To do:
Take the lines below beginning at the line that has "that uses it." and stopping after the line that has "empty registry, independent", and print them exactly as they are, with no other lines.

Data to process:
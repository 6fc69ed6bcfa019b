//! Process-wide connection slots.

use std::{fmt, sync::Arc};

use dashmap::DashMap;
use lazy_static::lazy_static;
use tracing::debug;

use crate::config::RedisMode;
use crate::error::Error;
use crate::store::KeyValueStore;

lazy_static! {
    static ref GLOBAL: Arc<ConnectionRegistry> = Arc::new(ConnectionRegistry::new());
}

/// One connection slot per topology, shared by every storage that uses it.
///
/// Slots are keyed by topology alone. Two stores configured with the same
/// mode share a handle even when their connection settings differ: the
/// first one to connect wins.
#[derive(Default)]
pub struct ConnectionRegistry {
    slots: DashMap<RedisMode, Arc<dyn KeyValueStore>>,
}

impl ConnectionRegistry {
    /// An empty registry, independent of [`global`](Self::global).
    pub fn new() -> Self {
        Self::default()
    }

    /// The registry shared by the whole process.
    pub fn global() -> Arc<ConnectionRegistry> {
        GLOBAL.clone()
    }

    /// Handle in the slot of `mode`, if any.
    pub fn get(&self, mode: RedisMode) -> Option<Arc<dyn KeyValueStore>> {
        self.slots.get(&mode).map(|slot| slot.value().clone())
    }

    /// Puts `store` in the slot of `mode`, replacing what was there.
    pub fn set(&self, mode: RedisMode, store: Arc<dyn KeyValueStore>) {
        self.slots.insert(mode, store);
    }

    /// Returns the slot's handle, creating it with `init` when empty.
    ///
    /// The slot stays locked while `init` runs, so concurrent callers never
    /// build two handles for the same topology.
    pub fn get_or_try_insert_with<F>(
        &self,
        mode: RedisMode,
        init: F,
    ) -> Result<Arc<dyn KeyValueStore>, Error>
    where
        F: FnOnce() -> Result<Arc<dyn KeyValueStore>, Error>,
    {
        let slot = self.slots.entry(mode).or_try_insert_with(|| {
            debug!(mode = %mode, "Populating shared redis connection slot");
            init()
        })?;
        Ok(slot.value().clone())
    }

    /// Empties the slot of `mode`.
    pub fn invalidate(&self, mode: RedisMode) {
        if self.slots.remove(&mode).is_some() {
            debug!(mode = %mode, "Shared redis connection slot cleared");
        }
    }

    /// Empties the slot only if it still holds `store`.
    ///
    /// A handle that was already replaced by another caller stays in place.
    pub fn invalidate_handle(&self, mode: RedisMode, store: &Arc<dyn KeyValueStore>) {
        let removed = self
            .slots
            .remove_if(&mode, |_, current| Arc::ptr_eq(current, store));
        if removed.is_some() {
            debug!(mode = %mode, "Shared redis connection slot cleared");
        }
    }

    /// Number of populated slots.
    pub fn len(&self) -> usize {
        self.slots.len()
    }

    /// Whether no slot is populated.
    pub fn is_empty(&self) -> bool {
        self.slots.is_empty()
    }
}

impl fmt::Debug for ConnectionRegistry {
    fn fmt(&self, f: &mut fmt::Formatter<'_>) -> fmt::Result {
        let modes: Vec<_> = self.slots.iter().map(|slot| *slot.key()).collect();
        f.debug_struct("ConnectionRegistry")
            .field("populated", &modes)
            .finish()
    }
}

Task output:
/// One connection slot per topology, shared by every storage that uses it.
///
/// Slots are keyed by topology alone. Two stores configured with the same
/// mode share a handle even when their connection settings differ: the
/// first one to connect wins.
#[derive(Default)]
pub struct ConnectionRegistry {
    slots: DashMap<RedisMode, Arc<dyn KeyValueStore>>,
}

impl ConnectionRegistry {
    /// An empty registry, independent of [`global`](Self::global).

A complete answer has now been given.